I am sorry if I came across arrogant or rude. 

Anyways, I am sure that the good folks at Aker can confirm that due to the current OSV market you probably buy a suitable "vessel platform" for less than USD 100 mio. Although I imagine it would be cheaper just chartering one and then investing in the gathering system; which I guess is where Allseas come in. 

 

The economics of this is much more comparable to the economics of an UDW drillship; probably cheaper. State of the art drillships have in recent years been sold 2nd hand for less than USD 70 mio. https://gcaptain.com/ocean-rig-pays-just-65-million-for-ultra-deepwater-drillship-at-auction/

No offense taken. Offshore isn't my normal playground but I do have something happening there I can't talk about due to NDA. That drillship bargain is unlikely to ever happen again, given that it took a major bankruptcy to pull it off. I'm quite surprised the creditors allowed it to go so cheaply. Just shows what a fustercluck Brazil has become…
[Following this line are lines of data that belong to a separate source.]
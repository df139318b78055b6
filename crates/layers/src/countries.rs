use formats::{CountryCollection, CountryFeature};
use scene::{Projection, SelectionState};
use serde::{Deserialize, Serialize};

/// Countries below this source area (km²) qualify for point-marker
/// rendering when flagged as small territories.
pub const SMALL_COUNTRY_AREA_KM2: f64 = 20_000.0;
/// Marker radius in unscaled planar units.
pub const MARKER_RADIUS: f64 = 1.0;

#[derive(Debug, Clone, PartialEq, Eq, Serialize, Deserialize)]
pub struct CountryStyle {
    pub default_fill: String,
    pub highlight_fill: String,
}

impl Default for CountryStyle {
    fn default() -> Self {
        Self {
            default_fill: "#F5F3F2".to_string(),
            highlight_fill: "#00A792".to_string(),
        }
    }
}

/// One filled country shape, fill already resolved against highlight state.
#[derive(Debug, Clone, PartialEq, Serialize, Deserialize)]
pub struct CountryPath {
    pub isocode: String,
    pub name: String,
    pub rings: Vec<Vec<[f64; 2]>>,
    pub fill: String,
    pub highlighted: bool,
}

/// Point marker standing in for a small territory.
#[derive(Debug, Clone, PartialEq, Serialize, Deserialize)]
pub struct CountryMarker {
    pub isocode: String,
    pub name: String,
    pub center: [f64; 2],
    pub radius: f64,
    pub fill: String,
    pub highlighted: bool,
}

#[derive(Debug, Clone, PartialEq, Default, Serialize, Deserialize)]
pub struct CountrySnapshot {
    pub paths: Vec<CountryPath>,
    pub markers: Vec<CountryMarker>,
    /// Markers stay in the snapshot but should not be drawn while the
    /// camera is zoomed past 1:1.
    pub markers_hidden: bool,
}

#[derive(Debug, Clone, PartialEq, Default)]
pub struct CountriesLayer {
    pub style: CountryStyle,
}

impl CountriesLayer {
    pub fn new(style: CountryStyle) -> Self {
        Self { style }
    }

    pub fn extract(
        &self,
        countries: &CountryCollection,
        projection: &Projection,
        selection: &SelectionState,
        markers_hidden: bool,
    ) -> CountrySnapshot {
        let mut paths = Vec::new();
        let mut markers = Vec::new();

        for feature in &countries.features {
            if renders_as_marker(feature) {
                markers.push(self.marker_for(feature, projection, selection));
            } else {
                paths.push(self.path_for(feature, projection, selection));
            }
        }

        // A dataset of nothing but small territories still renders shapes.
        if paths.is_empty() && !countries.features.is_empty() {
            paths = countries
                .features
                .iter()
                .map(|f| self.path_for(f, projection, selection))
                .collect();
        }

        CountrySnapshot {
            paths,
            markers,
            markers_hidden,
        }
    }

    fn path_for(
        &self,
        feature: &CountryFeature,
        projection: &Projection,
        selection: &SelectionState,
    ) -> CountryPath {
        let highlighted = self.is_highlighted(feature, selection);
        CountryPath {
            isocode: feature.primary_code().to_string(),
            name: feature.name.clone(),
            rings: projection
                .path_for(&feature.geometry)
                .into_iter()
                .map(|ring| ring.into_iter().map(|v| [v.x, v.y]).collect())
                .collect(),
            fill: self.fill_for(highlighted),
            highlighted,
        }
    }

    fn marker_for(
        &self,
        feature: &CountryFeature,
        projection: &Projection,
        selection: &SelectionState,
    ) -> CountryMarker {
        let highlighted = self.is_highlighted(feature, selection);
        let center = projection.centroid_of(&feature.geometry);
        CountryMarker {
            isocode: feature.primary_code().to_string(),
            name: feature.name.clone(),
            center: [center.x, center.y],
            radius: MARKER_RADIUS,
            fill: self.fill_for(highlighted),
            highlighted,
        }
    }

    fn is_highlighted(&self, feature: &CountryFeature, selection: &SelectionState) -> bool {
        let a2 = feature
            .iso_a2
            .as_deref()
            .is_some_and(|code| selection.is_highlighted(code));
        let a3 = feature
            .iso_a3
            .as_deref()
            .is_some_and(|code| selection.is_highlighted(code));
        a2 || a3
    }

    fn fill_for(&self, highlighted: bool) -> String {
        if highlighted {
            self.style.highlight_fill.clone()
        } else {
            self.style.default_fill.clone()
        }
    }
}

fn renders_as_marker(feature: &CountryFeature) -> bool {
    feature.area_km < SMALL_COUNTRY_AREA_KM2 && feature.small_territory
}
I'm guessing since the nodules are only about 4 centimeters thick, a drillship is over kill. My thinking was a custom vessel with station keeping and either room to store or more likely room to process the nodules. Lots of ROV's and crew room. Maybe use a drillship that's being parted out, but almost everything on it is useless for this endeavor. If times are hard in offshore, you should send those guys your resume. I'd probably prefer lithium mining making a mess on the ocean floor than ruining vast swaths of Chile, China and Australia.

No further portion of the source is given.